The Court Decision was rendered by a panel (Panel) of three judges of the DC Circuit: Circuit Judge Brett Kavanaugh; Senior Circuit Judge Douglas Ginsburg; and Senior Circuit Judge Stephen Williams, who wrote the opinion. The opinion analyzed Section 941, which requires the Agencies to issue regulations:

To require any securitizer to retain an economic interest in a portion of the credit risk for any asset that the securitizer, through the issuance of an asset-backed security, transfers, sells, or conveys to a third party.

Section 941 further defines a "securitizer" as:

(A) an issuer of an asset-backed security; or

(B) a person who organizes and initiates an asset-backed securities transaction by selling or transferring assets, either directly or indirectly, including through an affiliate, to the issuer ...

The Panel was considering an appeal, filed by The Loan Syndications and Trading Association (LSTA), of a District Court decision issued on December 22, 2016, rejecting a challenge to the Regulation and upholding the Agencies' conclusion in the Regulation that the collateral manager of an Open Market CLO is the party required to comply with risk retention requirements of Section 941 as detailed in the Regulation.

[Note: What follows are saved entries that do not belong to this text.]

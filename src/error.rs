//! Error types for the flash-card backend

use axum::{
    http::StatusCode,
    response::{IntoResponse, Response},
    Json,
};
use serde_json::json;
use thiserror::Error;

/// Result type alias for studydeck operations
pub type Result<T> = std::result::Result<T, Error>;

/// Backend errors
#[derive(Debug, Error)]
pub enum Error {
    /// Configuration error
    #[error("Configuration error: {0}")]
    Config(String),

    /// Declared media type is not in the supported set
    #[error("Unsupported media type: {0}")]
    UnsupportedMediaType(String),

    /// Text extraction failed for a supported media type
    #[error("Failed to extract text from {media_type}: {message}")]
    ExtractionFailed { media_type: String, message: String },

    /// The external AI call itself failed (network, quota, timeout)
    #[error("Flash card generation failed: {0}")]
    GenerationFailed(String),

    /// The AI response did not contain a parseable JSON object
    #[error("AI response was not in the expected JSON format")]
    MalformedAiResponse,

    /// A generated card violated a record-level invariant
    #[error("Generated card is invalid: {0}")]
    InvalidGeneratedCard(String),

    /// Document or card lookup miss
    #[error("Not found: {0}")]
    NotFound(String),

    /// Field-level input violation on a CRUD request
    #[error("Validation failed: {0}")]
    Validation(String),

    /// Missing or unknown bearer token
    #[error("Unauthorized: {0}")]
    Unauthorized(String),

    /// Internal error
    #[error("Internal error: {0}")]
    Internal(String),
}

impl Error {
    /// Create an extraction error
    pub fn extraction(media_type: impl Into<String>, message: impl Into<String>) -> Self {
        Self::ExtractionFailed {
            media_type: media_type.into(),
            message: message.into(),
        }
    }

    /// Create a generation error
    pub fn generation(message: impl Into<String>) -> Self {
        Self::GenerationFailed(message.into())
    }

    /// Create a validation error
    pub fn validation(message: impl Into<String>) -> Self {
        Self::Validation(message.into())
    }

    /// Create an internal error
    pub fn internal(message: impl Into<String>) -> Self {
        Self::Internal(message.into())
    }
}

impl IntoResponse for Error {
    fn into_response(self) -> Response {
        let (status, error_type, message) = match &self {
            Error::Config(msg) => (StatusCode::BAD_REQUEST, "config_error", msg.clone()),
            Error::UnsupportedMediaType(mt) => (
                StatusCode::BAD_REQUEST,
                "unsupported_media_type",
                format!("Unsupported media type: {}", mt),
            ),
            Error::ExtractionFailed { media_type, message } => (
                StatusCode::BAD_REQUEST,
                "extraction_failed",
                format!("Failed to extract text from {}: {}", media_type, message),
            ),
            Error::GenerationFailed(_) => (
                // Internal cause is logged at the call site, not leaked here.
                StatusCode::BAD_REQUEST,
                "generation_failed",
                "Failed to generate flash cards".to_string(),
            ),
            Error::MalformedAiResponse => (
                StatusCode::BAD_REQUEST,
                "malformed_ai_response",
                "AI response was not in the expected JSON format".to_string(),
            ),
            Error::InvalidGeneratedCard(msg) => (
                StatusCode::BAD_REQUEST,
                "invalid_generated_card",
                format!("Generated card is invalid: {}", msg),
            ),
            Error::NotFound(what) => (
                StatusCode::NOT_FOUND,
                "not_found",
                format!("Not found: {}", what),
            ),
            Error::Validation(msg) => (StatusCode::BAD_REQUEST, "validation_failed", msg.clone()),
            Error::Unauthorized(msg) => (StatusCode::UNAUTHORIZED, "unauthorized", msg.clone()),
            Error::Internal(_) => (
                StatusCode::INTERNAL_SERVER_ERROR,
                "internal_error",
                "Internal server error".to_string(),
            ),
        };

        let body = Json(json!({
            "error": {
                "type": error_type,
                "message": message,
            }
        }));

        (status, body).into_response()
    }
}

The Panel concluded that to be a "securitizer" under clause (B) of the definition an entity would have to have had a possessory or ownership interest in the assets that it then transferred, directly or indirectly, to the issuer. The Panel rejected the argument that a person could come within the definition merely by causing the transfer to the issuer without itself ever having had any ownership interest in the transferred assets. Accordingly, because the collateral manager of an Open Market CLO only directs and consummates asset acquisitions on behalf of the issuer through open market purchases, it would not be a securitizer and therefore would not be subject to the risk retention requirements. Although the decision did not address whether the issuer of an Open Market CLO may still be a securitizer pursuant to clause (A) of the definition, the discussion in the opinion indicated that, in the view of the Panel, the Regulation effectively eliminated the issuer from the definition.

Note that the Court Decision would not apply to a transaction where the assets come from a financial institution or asset manager involved in the organization and initiation of a securitization with its own assets (Balance Sheet CLO). The Court Decision did not specifically address, and it therefore remains unclear, whether risk retention requirements would apply to transactions in which a portion of the assets acquired in the open market are first acquired by the collateral manager in order to come within certain requirements for European Union risk retention, to so-called "call and roll" transactions in which assets in one Open Market CLO are transferred into a new comparable securitization transaction, or to a securitization of assets acquired in the open market but held by a party other than the issuer under a warehousing arrangement prior to securitization.

Effective Date; Appeal Period

The Court Decision will not become effective until after a period has passed without appeal within the DC Circuit, or an appeal process has been successfully completed. In the event the Defendants decline to appeal the Court Decision within 45 days after the date the decision was issued (such 45th day being March 26, 2018), the decision will become effective on or shortly after April 2, 2018, when the DC Circuit issues its mandate finalizing the decision and the Regulation (insofar as it imposes risk retention requirements on collateral managers of Open Market CLOs) will be vacated when the District Court enters a judgment consistent with that mandate.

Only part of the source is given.